Planning for Irish Unity needs to begin now – Adams

Writing in his weekly column in the Belfast Media Group and on his blogsite ( Gerry Adams TD expresses his confidence that there will be a referendum on Irish Unity and calls on the Irish government to open up the consultation needed to plan for Irish Unity.

 The Louth TD says:

·         The debate about the future, about a new Ireland and the demand for a referendum on Unity is growing.

·         demographic and political changes in northern society are also playing an important role in encouraging this debate.

·         … the 2011 census – which for the first time asked citizens about their political identity – revealed that less than half (48%) identified as British.

·         A report published in May – Sectarianism in Northern Ireland: A Review by Prof. Duncan Morrow examined the North’s changing demographics. It said: “There is a clear statistical trend towards a change in the religious minority-majority structure of Northern Ireland”.

·         In the 2017 Assembly election unionist parties lost their majority for the first time since partition.

·         In the European election the combined nationalist vote was greater than that of the unionist parties, and only one unionist MEP was elected.

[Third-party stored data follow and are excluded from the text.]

use crate::error::{DatalakeError, Result};
use parking_lot::Mutex;
use std::collections::HashMap;
use std::path::{Path, PathBuf};
use std::sync::OnceLock;

pub const STORE_NAME: &str = "STORE_NAME";
pub const TENANT_ID: &str = "TENANT_ID";
pub const CLIENT_ID: &str = "CLIENT_ID";
pub const CLIENT_SECRET: &str = "CLIENT_SECRET";

pub const DEFAULT_ENV_FILE: &str = "/data_science_datalake.env";
pub const SOCIAL_ENV_FILE: &str = "/social_datalake.env";
pub const SCIENCE_STORE: &str = "nkdsdevdatalake";
pub const SOCIAL_STORE: &str = "sociallake";

/// Partially known credentials. Empty strings count as absent.
#[derive(Clone, Default, PartialEq, Eq)]
pub struct Credentials {
    pub store_name: Option<String>,
    pub tenant_id: Option<String>,
    pub client_id: Option<String>,
    pub client_secret: Option<String>,
}

impl std::fmt::Debug for Credentials {
    fn fmt(&self, f: &mut std::fmt::Formatter<'_>) -> std::fmt::Result {
        f.debug_struct("Credentials")
            .field("store_name", &self.store_name)
            .field("tenant_id", &self.tenant_id)
            .field("client_id", &self.client_id)
            .field("client_secret", &self.client_secret.as_ref().map(|_| "<redacted>"))
            .finish()
    }
}

impl Credentials {
    pub fn is_complete(&self) -> bool {
        present(&self.store_name).is_some()
            && present(&self.tenant_id).is_some()
            && present(&self.client_id).is_some()
            && present(&self.client_secret).is_some()
    }

    /// Fill every absent field from `fallback`; present fields are kept.
    pub fn or(self, fallback: &Credentials) -> Credentials {
        let pick = |mine: Option<String>, theirs: &Option<String>| {
            present(&mine).map(str::to_string).or_else(|| present(theirs).map(str::to_string))
        };
        Credentials {
            store_name: pick(self.store_name, &fallback.store_name),
            tenant_id: pick(self.tenant_id, &fallback.tenant_id),
            client_id: pick(self.client_id, &fallback.client_id),
            client_secret: pick(self.client_secret, &fallback.client_secret),
        }
    }

    /// Read the four recognized keys through `get`.
    pub fn from_lookup(mut get: impl FnMut(&str) -> Option<String>) -> Credentials {
        Credentials {
            store_name: get(STORE_NAME),
            tenant_id: get(TENANT_ID),
            client_id: get(CLIENT_ID),
            client_secret: get(CLIENT_SECRET),
        }
    }

    /// Fail with `Configuration` naming every missing key.
    pub fn resolve(&self) -> Result<ResolvedCredentials> {
        let mut missing = Vec::new();
        for (key, val) in [
            (STORE_NAME, &self.store_name),
            (TENANT_ID, &self.tenant_id),
            (CLIENT_ID, &self.client_id),
            (CLIENT_SECRET, &self.client_secret),
        ] {
            if present(val).is_none() {
                missing.push(key);
            }
        }
        if !missing.is_empty() {
            return Err(DatalakeError::Configuration(format!(
                "missing credentials: {}",
                missing.join(", ")
            )));
        }
        let get = |v: &Option<String>| present(v).unwrap_or_default().to_string();
        Ok(ResolvedCredentials {
            store_name: get(&self.store_name),
            tenant_id: get(&self.tenant_id),
            client_id: get(&self.client_id),
            client_secret: get(&self.client_secret),
        })
    }
}

fn present(v: &Option<String>) -> Option<&str> {
    v.as_deref().map(str::trim).filter(|s| !s.is_empty())
}

/// Credentials with every field known; the input to authentication.
#[derive(Clone, PartialEq, Eq)]
pub struct ResolvedCredentials {
    pub store_name: String,
    pub tenant_id: String,
    pub client_id: String,
    pub client_secret: String,
}

impl std::fmt::Debug for ResolvedCredentials {
    fn fmt(&self, f: &mut std::fmt::Formatter<'_>) -> std::fmt::Result {
        f.debug_struct("ResolvedCredentials")
            .field("store_name", &self.store_name)
            .field("tenant_id", &self.tenant_id)
            .field("client_id", &self.client_id)
            .field("client_secret", &"<redacted>")
            .finish()
    }
}

/// Where default credentials come from when explicit ones are incomplete.
pub trait ConfigSource {
    fn load(&self) -> Result<Credentials>;
}

/// Environment-style `KEY=value` file, overlaid by the process environment.
///
/// Snapshots are cached per file path for the life of the process, so the
/// file is read at most once however many clients are created.
#[derive(Clone, Debug)]
pub struct EnvFileSource {
    path: PathBuf,
}

static ENV_SNAPSHOTS: OnceLock<Mutex<HashMap<PathBuf, Credentials>>> = OnceLock::new();

impl EnvFileSource {
    pub fn new(path: impl AsRef<Path>) -> Self {
        Self { path: path.as_ref().to_path_buf() }
    }

    pub fn path(&self) -> &Path {
        &self.path
    }

    fn read_file(&self) -> Result<Credentials> {
        let iter = match dotenvy::from_path_iter(&self.path) {
            Ok(iter) => iter,
            Err(e) if e.not_found() => {
                tracing::debug!("env file {} not found; using process environment only", self.path.display());
                return Ok(Credentials::default());
            }
            Err(e) => {
                return Err(DatalakeError::Configuration(format!(
                    "cannot read env file {}: {e}",
                    self.path.display()
                )))
            }
        };
        let mut vars = HashMap::new();
        for item in iter {
            let (k, v) = item.map_err(|e| {
                DatalakeError::Configuration(format!("cannot parse env file {}: {e}", self.path.display()))
            })?;
            vars.insert(k, v);
        }
        Ok(Credentials::from_lookup(|k| vars.get(k).cloned()))
    }
}

impl ConfigSource for EnvFileSource {
    fn load(&self) -> Result<Credentials> {
        let cache = ENV_SNAPSHOTS.get_or_init(|| Mutex::new(HashMap::new()));
        if let Some(hit) = cache.lock().get(&self.path) {
            return Ok(hit.clone());
        }
        let from_file = self.read_file()?;
        let from_env = Credentials::from_lookup(|k| std::env::var(k).ok());
        let snapshot = from_env.or(&from_file);
        tracing::debug!("loaded credential defaults from {}", self.path.display());
        cache.lock().insert(self.path.clone(), snapshot.clone());
        Ok(snapshot)
    }
}

/// User-facing client options with builder chaining.
#[derive(Clone, Debug)]
pub struct ClientOptions {
    pub credentials: Credentials,
    pub env_file: PathBuf,
}

impl Default for ClientOptions {
    fn default() -> Self {
        Self { credentials: Credentials::default(), env_file: PathBuf::from(DEFAULT_ENV_FILE) }
    }
}

impl ClientOptions {
    /// Data-science store, defaults read from `/data_science_datalake.env`.
    pub fn science() -> Self {
        Self::default().with_store_name(SCIENCE_STORE)
    }

    /// Social-content store, defaults read from `/social_datalake.env`.
    pub fn social() -> Self {
        Self::default().with_store_name(SOCIAL_STORE).with_env_file(SOCIAL_ENV_FILE)
    }

    pub fn with_store_name(mut self, v: impl Into<String>) -> Self {
        self.credentials.store_name = Some(v.into());
        self
    }
    pub fn with_tenant_id(mut self, v: impl Into<String>) -> Self {
        self.credentials.tenant_id = Some(v.into());
        self
    }
    pub fn with_client_id(mut self, v: impl Into<String>) -> Self {
        self.credentials.client_id = Some(v.into());
        self
    }
    pub fn with_client_secret(mut self, v: impl Into<String>) -> Self {
        self.credentials.client_secret = Some(v.into());
        self
    }
    pub fn with_credentials(mut self, credentials: Credentials) -> Self {
        self.credentials = credentials;
        self
    }
    pub fn with_env_file(mut self, path: impl AsRef<Path>) -> Self {
        self.env_file = path.as_ref().to_path_buf();
        self
    }

    /// Explicit values win; `source` is consulted only when something is missing.
    pub fn resolve_with(&self, source: &dyn ConfigSource) -> Result<ResolvedCredentials> {
        if self.credentials.is_complete() {
            return self.credentials.resolve();
        }
        let defaults = source.load()?;
        self.credentials.clone().or(&defaults).resolve()
    }
}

·         In the local government elections the total number of Unionist Councillors elected (206), from all of the Unionist parties, was less than 50% of the total number of Councillors for the North.

·         a Red C exit poll on May 24th in the South indicated that 65% of voters would vote in favour of a United Ireland if a referendum was held the following day.

·         That same weekend Eileen Paisley said of partition; “perhaps that was a wrong division.” 

·         Writing in the Irish Times last Friday Alex Kane, a former director of communications for the Ulster Unionist party acknowledged that there will be a “border poll” and that “unionism needs to be ready for that eventuality.

 Gerry Adams writes that rhetoric from southern parties is not enough and he sets out some of the issues that need to be part of a debate:

 “Sinn Féin may be the most vocal United Ireland party but we are not the only one. Fianna Fáil, Fine Gael and the Irish Labour Party have dusted down their uniting Ireland positions. Some republicans may dismiss that as rhetoric from these parties. That misses the point. Of course it’s rhetoric. But it is also popular, so the Taoiseach and the Fianna Fáil leader will continue with it. Our task is to get them to move beyond the rhetoric. To follow the logic of their utterances. To move from platitudes to planning. Others too must be encouraged to engage in this necessary work if the questions that everyone is asking are to be answered.

 Rhetoric is not enough. The Irish Government has a duty to plan for unity. There is a constitutional imperative on Dublin ‘to unite all the people who share the territory of the island of Ireland’. This cannot be accomplished without a plan. Uachtarán Shinn Féin, Mary Lou McDonald TD has called on the Irish Government to establish a Forum for Unity, to build for unity and plan for unity.

 The Irish government needs to open up consultations on how this might be done. 

·         It needs to consult – to ask what kind of united Ireland do we all want?

      ·        There needs to be a process of dialogue.

      ·         What shape should that dialogue take?

      ·         There needs to be a transition phase after a referendum which votes for unity.

      ·         What form and how long should that transition take?

“This needs to be planned now. Not after the referendum. That is the one big lesson of Brexit. A referendum without a plan is stupid. So, a referendum on unity must be set in a thoughtful inclusive process which sets out a programme of sustainable options. Including phases of transition.

“What accommodations are needed to persuade political unionism that a United Ireland can work for it? Key to this is the need for it to be an agreed shared Ireland. What happens to the political institutions established by the Good Friday Agreement?

“Winning support for a United Ireland is not just about persuading unionists although that is crucial. Everyone needs to be convinced of the advantages of unity – personal, economic, wages, health provision, environmental, cultural, peace, prosperity.

“There will be a referendum on Irish Unity. I am confident of this. Winning that referendum is the biggest single challenge facing United Irelanders.”